» **TASK REQUIREMENTS**
Each entry needs to be duplicated exactly.

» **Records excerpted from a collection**
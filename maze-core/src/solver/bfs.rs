use super::{Strategy, Traversal, TraversalResult};
use crate::grid::{Direction, Grid, VisitState};
use log::{debug, error};
use std::collections::VecDeque;

/// Queue-based breadth-first search.
///
/// Cells are finalized in order of their edge distance from the entry, so
/// the predecessor links describe a shortest path to every finalized cell.
#[derive(Debug, Clone, Copy, Default)]
pub struct BreadthFirst;

impl Traversal for BreadthFirst {
    fn traverse(&self, grid: &Grid) -> TraversalResult {
        let cell_count = grid.cell_count();
        let exit = grid.exit();
        let mut result = TraversalResult::new(Strategy::Bfs, cell_count);
        let mut state = vec![VisitState::Unvisited; cell_count];
        let mut queue = VecDeque::with_capacity(cell_count);

        let entry = grid.entry();
        state[entry] = VisitState::Touched;
        queue.push_back(entry);

        while let Some(current) = queue.pop_front() {
            if result.steps_taken >= cell_count {
                error!(
                    "BFS finalized more cells than the grid holds ({}), aborting",
                    cell_count
                );
                break;
            }

            result.finalize(current);
            state[current] = VisitState::Explored;
            if current == exit {
                result.reached_exit = true;
                break;
            }

            for direction in Direction::ALL {
                let Some(next) = grid.neighbor(current, direction) else {
                    continue;
                };
                if state[next] == VisitState::Unvisited && grid.is_open(current, direction) {
                    state[next] = VisitState::Touched;
                    result.predecessor[next] = Some(current);
                    queue.push_back(next);
                }
            }
        }

        if !result.reached_exit {
            debug!("BFS queue drained before reaching cell {}", exit);
        }
        result
    }
}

» **THE ANSWER**
filename maze-core/src/solver/bfs.rs
use super::{Strategy, Traversal, TraversalResult};
use crate::grid::{Direction, Grid, VisitState};
use log::{debug, error};
use std::collections::VecDeque;

/// Queue-based breadth-first search.
///
/// Cells are finalized in order of their edge distance from the entry, so
/// the predecessor links describe a shortest path to every finalized cell.
#[derive(Debug, Clone, Copy, Default)]
pub struct BreadthFirst;

impl Traversal for BreadthFirst {
    fn traverse(&self, grid: &Grid) -> TraversalResult {
        let cell_count = grid.cell_count();
        let exit = grid.exit();
        let mut result = TraversalResult::new(Strategy::Bfs, cell_count);
        let mut state = vec![VisitState::Unvisited; cell_count];
        let mut queue = VecDeque::with_capacity(cell_count);

        let entry = grid.entry();
        state[entry] = VisitState::Touched;
        queue.push_back(entry);

        while let Some(current) = queue.pop_front() {
            if result.steps_taken >= cell_count {
                error!(
                    "BFS finalized more cells than the grid holds ({}), aborting",
                    cell_count
                );
                break;
            }

            result.finalize(current);
            state[current] = VisitState::Explored;
            if current == exit {
                result.reached_exit = true;
                break;
            }

            for direction in Direction::ALL {
                let Some(next) = grid.neighbor(current, direction) else {
                    continue;
                };
                if state[next] == VisitState::Unvisited && grid.is_open(current, direction) {
                    state[next] = VisitState::Touched;
                    result.predecessor[next] = Some(current);
                    queue.push_back(next);
                }
            }
        }

        if !result.reached_exit {
            debug!("BFS queue drained before reaching cell {}", exit);
        }
        result
    }
}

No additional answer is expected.